> _TASK TO CARRY OUT_
Could you reproduce, from the records below, everything from the line with "if config.sample_rate >= min_rate" down to the line with "let frame_size = (sample_rate", keeping both of those lines and changing nothing?

> _EXTRACTED DATA_
//! Capture sources feeding the local audio track.
//!
//! The silence source runs everywhere. Microphone capture uses cpal and
//! Opus and is only built with the `audio` feature; the capture thread and
//! the track pump both stop when the session's `running` flag drops.

use super::track::LocalTrack;
use bytes::Bytes;
use log::{debug, info, warn};
use std::sync::atomic::{AtomicBool, Ordering};
use std::sync::Arc;
use std::time::Duration;
use tokio::sync::broadcast;

/// Opus TOC byte for a 20 ms silence frame plus two padding bytes
pub const OPUS_SILENCE_FRAME: [u8; 3] = [0xf8, 0xff, 0xfe];

/// Every capture source produces 20 ms frames
pub const FRAME_DURATION: Duration = Duration::from_millis(20);

/// Microphone capture parameters
#[derive(Debug, Clone)]
pub struct AudioCaptureConfig {
    /// Sample rate (Hz)
    pub sample_rate: u32,
    /// Channel count (1 or 2)
    pub channels: u16,
    /// Target bitrate (bps)
    pub bitrate: u32,
}

/// Encoded audio packet
#[derive(Debug, Clone)]
pub struct AudioPacket {
    pub data: Vec<u8>,
}

/// Feed Opus silence into `track` until capture is released.
pub async fn pump_silence(track: Arc<LocalTrack>, running: Arc<AtomicBool>) {
    let mut ticker = tokio::time::interval(FRAME_DURATION);
    info!("Silence capture started on track {}", track.id());
    while running.load(Ordering::Relaxed) {
        ticker.tick().await;
        if track
            .write_sample(Bytes::from_static(&OPUS_SILENCE_FRAME), FRAME_DURATION)
            .await
            .is_err()
            && track.is_stopped()
        {
            break;
        }
    }
    debug!("Silence capture stopped on track {}", track.id());
}

/// Forward encoded packets from a capture thread into `track`.
pub async fn pump_packets(
    track: Arc<LocalTrack>,
    mut packets: broadcast::Receiver<AudioPacket>,
    running: Arc<AtomicBool>,
) {
    info!("Audio forward loop started on track {}", track.id());
    while running.load(Ordering::Relaxed) {
        match packets.recv().await {
            Ok(packet) => {
                if let Err(e) = track.write_sample(Bytes::from(packet.data), FRAME_DURATION).await {
                    if track.is_stopped() {
                        break;
                    }
                    debug!("Track {} audio write error: {}", track.id(), e);
                }
            }
            Err(broadcast::error::RecvError::Lagged(n)) => {
                warn!("Track {} audio receiver lagged by {}", track.id(), n);
            }
            Err(broadcast::error::RecvError::Closed) => {
                info!("Track {} audio channel closed", track.id());
                break;
            }
        }
    }
}

/// Name of the default input device, or why there is none.
#[cfg(feature = "audio")]
pub fn probe_input_device() -> Result<String, String> {
    use cpal::traits::{DeviceTrait, HostTrait};

    let host = cpal::default_host();
    let device = host
        .default_input_device()
        .ok_or_else(|| "no default input device".to_string())?;
    device
        .default_input_config()
        .map_err(|e| format!("input device not usable: {}", e))?;
    Ok(device.name().unwrap_or_else(|_| "default".to_string()))
}

/// Capture the default microphone, encode 20 ms Opus frames and broadcast them.
/// Blocks until `running` is cleared.
#[cfg(feature = "audio")]
pub fn run_microphone_capture(
    config: AudioCaptureConfig,
    sender: broadcast::Sender<AudioPacket>,
    running: Arc<AtomicBool>,
) -> Result<(), Box<dyn std::error::Error>> {
    use cpal::traits::{DeviceTrait, HostTrait, StreamTrait};
    use opus::{Application, Bitrate, Channels, Encoder};
    use parking_lot::Mutex;
    use std::collections::VecDeque;

    let host = cpal::default_host();
    let device = host
        .default_input_device()
        .ok_or("No default input device")?;
    let supported_config = {
        let mut selected = None;
        if let Ok(configs) = device.supported_input_configs() {
            for cfg in configs {
                if cfg.channels() == config.channels {
                    let min_rate = cfg.min_sample_rate().0;
                    let max_rate = cfg.max_sample_rate().0;
                    if config.sample_rate >= min_rate && config.sample_rate <= max_rate {
                        selected = Some(cfg.with_sample_rate(cpal::SampleRate(config.sample_rate)));
                        break;
                    }
                }
            }
        }
        match selected {
            Some(cfg) => cfg,
            None => device.default_input_config()?,
        }
    };

    let sample_rate = supported_config.sample_rate().0;
    let channel_count = supported_config.channels();
    let channels = match channel_count {
        1 => Channels::Mono,
        2 => Channels::Stereo,
        _ => return Err("Unsupported channel count".into()),
    };

    let mut encoder = Encoder::new(sample_rate, channels, Application::Voip)?;
    encoder.set_bitrate(Bitrate::Bits(config.bitrate as i32))?;
    let encoder = Arc::new(Mutex::new(encoder));

    let frame_size = (sample_rate / 50) as usize; // 20ms
    let samples_per_frame = frame_size * channel_count as usize;
    let buffer = Arc::new(Mutex::new(VecDeque::<i16>::new()));

    let stream = match supported_config.sample_format() {
        cpal::SampleFormat::F32 => {
            let buffer = buffer.clone();
            let sender = sender.clone();
            let running = running.clone();
            let encoder = encoder.clone();
            device.build_input_stream(
                &supported_config.config(),
                move |data: &[f32], _| {
                    if !running.load(Ordering::Relaxed) {
                        return;
                    }
                    let mut buf = buffer.lock();
                    for sample in data {
                        buf.push_back((sample * 32767.0).clamp(-32768.0, 32767.0) as i16);
                    }
                    encode_ready_frames(&mut encoder.lock(), &mut buf, samples_per_frame, &sender);
                },
                |err| warn!("Microphone stream error: {:?}", err),
                None,
            )?
        }
        cpal::SampleFormat::I16 => {
            let buffer = buffer.clone();
            let sender = sender.clone();
            let running = running.clone();
            let encoder = encoder.clone();
            device.build_input_stream(
                &supported_config.config(),
                move |data: &[i16], _| {
                    if !running.load(Ordering::Relaxed) {
                        return;
                    }
                    let mut buf = buffer.lock();
                    buf.extend(data.iter().copied());
                    encode_ready_frames(&mut encoder.lock(), &mut buf, samples_per_frame, &sender);
                },
                |err| warn!("Microphone stream error: {:?}", err),
                None,
            )?
        }
        cpal::SampleFormat::U16 => {
            let buffer = buffer.clone();
            let sender = sender.clone();
            let running = running.clone();
            let encoder = encoder.clone();
            device.build_input_stream(
                &supported_config.config(),
                move |data: &[u16], _| {
                    if !running.load(Ordering::Relaxed) {
                        return;
                    }
                    let mut buf = buffer.lock();
                    for sample in data {
                        buf.push_back((*sample as i32 - 32768) as i16);
                    }
                    encode_ready_frames(&mut encoder.lock(), &mut buf, samples_per_frame, &sender);
                },
                |err| warn!("Microphone stream error: {:?}", err),
                None,
            )?
        }
        other => return Err(format!("Unsupported sample format {:?}", other).into()),
    };

    stream.play()?;
    info!("Microphone capture running at {} Hz, {} channel(s)", sample_rate, channel_count);
    while running.load(Ordering::Relaxed) {
        std::thread::sleep(Duration::from_millis(100));
    }
    drop(stream);
    info!("Microphone capture stopped");

    Ok(())
}

#[cfg(feature = "audio")]
fn encode_ready_frames(
    encoder: &mut opus::Encoder,
    buffer: &mut std::collections::VecDeque<i16>,
    samples_per_frame: usize,
    sender: &broadcast::Sender<AudioPacket>,
) {
    while buffer.len() >= samples_per_frame {
        let frame: Vec<i16> = buffer.drain(..samples_per_frame).collect();
        let mut out = vec![0u8; 4000];
        if let Ok(len) = encoder.encode(&frame, &mut out) {
            out.truncate(len);
            let _ = sender.send(AudioPacket { data: out });
        }
    }
}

> _RESULT OF THIS TASK_
                    if config.sample_rate >= min_rate && config.sample_rate <= max_rate {
                        selected = Some(cfg.with_sample_rate(cpal::SampleRate(config.sample_rate)));
                        break;
                    }
                }
            }
        }
        match selected {
            Some(cfg) => cfg,
            None => device.default_input_config()?,
        }
    };

    let sample_rate = supported_config.sample_rate().0;
    let channel_count = supported_config.channels();
    let channels = match channel_count {
        1 => Channels::Mono,
        2 => Channels::Stereo,
        _ => return Err("Unsupported channel count".into()),
    };

    let mut encoder = Encoder::new(sample_rate, channels, Application::Voip)?;
    encoder.set_bitrate(Bitrate::Bits(config.bitrate as i32))?;
    let encoder = Arc::new(Mutex::new(encoder));

    let frame_size = (sample_rate / 50) as usize; // 20ms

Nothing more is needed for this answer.